The following spots, while not located in central Tokyo, can be easily reached for a day-trip out of the bustling metropolis!

6: Samurai Tombs in Koedo-Kawagoe

Located half an hour away from Tokyo in Saitama Prefecture, Koedo-Kawagoe (also known as "Little Edo") is a small town, parts of which are preserved as it was in the Edo Period (1603-1868). While the city offers a lot of spots to visit, there are some places that those interested in samurai cannot miss.

One is the tomb of Iwata Hikosuke. To understand his story we have to look back to 1703 and 1707, when two large earthquakes occurred in Edo, killing several thousand people. In 1704, a feudal lord called Akimoto Takatomo had been assigned to rule Kawagoe; however, due to the emergency state in Edo and to the fact that he was also the chief assistant to the Shogun, he had to stay in the capital and delegate the effective power over Kawagoe to samurai Iwata Hikosuke. Famous for his intelligence, he had to deal with a Kawagoe region that had been impoverished by poor harvests and flooding. He managed to restore the domain's finances by planting sweet potatoes on reclaimed land and by inviting various artisans or farmers to Kawagoe who were experts in their respective fields, such as silk weaving, and could bring their know-how to Kawagoe. The Kawagoe Imo (sweet potato) and the "Kawagoe Hira" style of silk weaving are still very famous to this day, and Iwata is now buried in the Yojuin Buddhist Temple in Kawagoe.

Kawagoe also hosts the tomb of samurai Okado "Dempachiro" Shigetomo, who lived between the 17th and 18th centuries. Okado was superintendent of the Edo Castle and, as such, he got involved in the 47 ronin incident (above). He tried to intercede in favor of Asano; however, he wasn't successful.

The Kawagoe Library also holds a manuscript called Sentoroku, written by samurai Uchiike Mushaemon, which describes the samurai's experience in defending the Japanese coastline from two foreign ships which arrived in Japan in 1846, seeking to open up trade with the country. This document is quite unique, as it is one of the few describing the interactions between foreigners and Japanese at that time.

To move around Kawagoe, you can use the retro-style Koedo Loop Bus. One-day passes are priced at ¥500 for adults and include discount coupons for several shops in the area. For more information, visit the area's website.

7. Samurai Tombs in Kamakura

7. Samurai Tombs in Kamakura

While everyone has heard about Kamakura's Buddha statue, not everyone knows about the tombs hidden in the hills called Mandarado Yagura. The path to reach the hills starts in Kotsubo, between Kamakura and Zushi, near the Nagoekiri-Doshi Pass. The Kamakura area is famous for its mountain passes (called kiridoshi), which were used in the past to control the flow of people and secure the area from intruders and enemies.
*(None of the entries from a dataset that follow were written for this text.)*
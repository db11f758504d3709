//! Rules core for a two-player chess client: board model, per-piece move
//! generation and the king-safety filter that turns pseudo-legal moves into
//! legal ones.
//!
//! Castling, en passant, promotion and draw detection are not part of the rules
//! implemented here.

pub mod board;
pub mod console;
pub mod error;
pub mod game;
pub mod legality;
pub mod movegen;
pub mod piece;
pub mod snapshot;
pub mod square;

pub use board::{create_standard_board, Board, Undo};
pub use error::{BoardError, MoveError, SquareError};
pub use game::{Game, GameState};
pub use piece::{Color, Piece, PieceKind};
pub use snapshot::{BoardSnapshot, GameUpdate, MovePiece, PieceRecord};
pub use square::{file_to_number, is_on_board, number_to_file, Direction, File, Square};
Yagura caves are burial caves found all over Japan where the remains of samurai, Buddhist monks and sometimes merchants are entombed. The Kamakura site is one of the largest in Japan, including more than 160 caves dating back to the 15th century. The site was re-opened to the public in 2014 and can be visited with the help of local volunteer guides on specific dates (usually Saturdays, Sundays and Mondays in spring and fall).

Kamakura can be easily reached from Tokyo on a one-hour train ride. Kotsubo can be reached by bus from Kamakura or Zushi in around 15 minutes, or by cab around the same amount of time. You can also walk there from Kamakura. From the Midorigaoka Iriguchi bus stop, you should be able to see a tunnel and a nearby set of stairs that'll lead you to one of the main mountain trails from which you can reach the Mandarado Yagura. While the passes require sturdy shoes, as they can become slippery, they can be tackled by the average person without much difficulty.

Bonus: Samurai Training Experience in Asakusa

Bonus: Samurai Training Experience in Asakusa

While the following is not a samurai spot per se, it's still a samurai-related experience that has the power to instantly carry your heart back to the past! If you've ever wanted to become a samurai yourself, Tokyo Samurai offers a one-day samurai training experience for ¥8,000 (US$71) and ¥7,000 (US$62) for children. At the Asakusa location, you'll learn how to fight using a katana throughout the day while wearing a samurai outfit! Learn more about the experience here.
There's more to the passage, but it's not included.